I lavori più recenti hanno come traccia il linguaggio, un raro uso plastico di questo mezzo come texture, trama di consistenza non solo di parole ma di interazione corporea.

Oltre alle cose che si comunicano a voce, esistono anche le cose che non si dicono, paradigmi che si impongono nella società per tradizioni familiari, credenze collettive ma che sono perfettamente tangibili ed esistenti tanto che a volte suggeriscono una profonda incoerenza tra il linguaggio verbale e non verbale.

Le parole, i concetti, le sfumature prendono quindi fisicamente il loro posto sulla tela, portando nelle trame la molteplicità del linguaggio.

Tutta l’arte è un linguaggio, se c’è il rumore in un quadro anche il quadro si ascolta.

Dipingere un fiore può essere un’azione anche molto pesante.

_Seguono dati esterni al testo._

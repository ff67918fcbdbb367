pub mod app;
pub mod camera;
pub mod cli;
pub mod core;
pub mod error;
pub mod math;
pub mod mesh;
pub mod scene;

pub use app::{AppConfig, FrameReport, MarkerApp};
pub use error::{MeshError, SelectionError};
pub use mesh::{ArrowMeshParameters, Mesh};
//! Transform gizmo seam.
//!
//! The picker drives a gizmo through [`Gizmo`] and never learns how it is
//! drawn. [`HeadlessGizmo`] records what it was told, which is all the CLI
//! and the tests need.

use glam::Vec3;
use serde::{Deserialize, Serialize};

use crate::core::picker::SelectionUnit;
use crate::scene::Scene;

#[derive(Debug, Clone, Copy, PartialEq, Eq, Hash, Default, Serialize, Deserialize)]
#[serde(rename_all = "lowercase")]
pub enum TransformMode {
    #[default]
    Translate,
    Rotate,
}

impl TransformMode {
    pub fn toggled(self) -> Self {
        match self {
            TransformMode::Translate => TransformMode::Rotate,
            TransformMode::Rotate => TransformMode::Translate,
        }
    }

    pub fn as_str(&self) -> &'static str {
        match self {
            TransformMode::Translate => "translate",
            TransformMode::Rotate => "rotate",
        }
    }
}

pub trait Gizmo {
    fn attach(&mut self, unit: SelectionUnit);
    fn detach(&mut self);
    fn set_mode(&mut self, mode: TransformMode);
    fn attached(&self) -> Option<SelectionUnit>;
    fn mode(&self) -> TransformMode;
}

/// Gizmo without a visual; tracks attachment and mode only
#[derive(Debug, Clone, Default, PartialEq)]
pub struct HeadlessGizmo {
    attached: Option<SelectionUnit>,
    mode: TransformMode,
    attach_count: usize,
}

impl HeadlessGizmo {
    pub fn new() -> Self {
        Self::default()
    }

    /// Number of `attach` calls so far
    pub fn attach_count(&self) -> usize {
        self.attach_count
    }
}

impl Gizmo for HeadlessGizmo {
    fn attach(&mut self, unit: SelectionUnit) {
        log::debug!("gizmo attached to {:?} in {} mode", unit, self.mode.as_str());
        self.attached = Some(unit);
        self.attach_count += 1;
    }

    fn detach(&mut self) {
        if let Some(unit) = self.attached.take() {
            log::debug!("gizmo detached from {:?}", unit);
        }
    }

    fn set_mode(&mut self, mode: TransformMode) {
        self.mode = mode;
    }

    fn attached(&self) -> Option<SelectionUnit> {
        self.attached
    }

    fn mode(&self) -> TransformMode {
        self.mode
    }
}

/// Apply a gizmo drag to a unit: `delta` is a translation in translate mode
/// and XYZ euler radians in rotate mode. Returns false for unknown units.
pub fn apply_drag(scene: &mut Scene, unit: SelectionUnit, mode: TransformMode, delta: Vec3) -> bool {
    match mode {
        TransformMode::Translate => scene.translate_unit(unit, delta),
        TransformMode::Rotate => scene.rotate_unit(unit, delta),
    }
}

L’artista è colui che crea una interazione e la traduzione degli elementi, di quello che vive del mondo. Il ruolo dell’artista quello di creare, in questo senso Victoria non si sente responsabile di cambiare le persone attraverso il suo lavoro, si considera una espositrice non mediatica e la responsabilità che sente in quanto artista è la sola che deve avere ovvero quella della coerenza verso sé stessa e i propri criteri.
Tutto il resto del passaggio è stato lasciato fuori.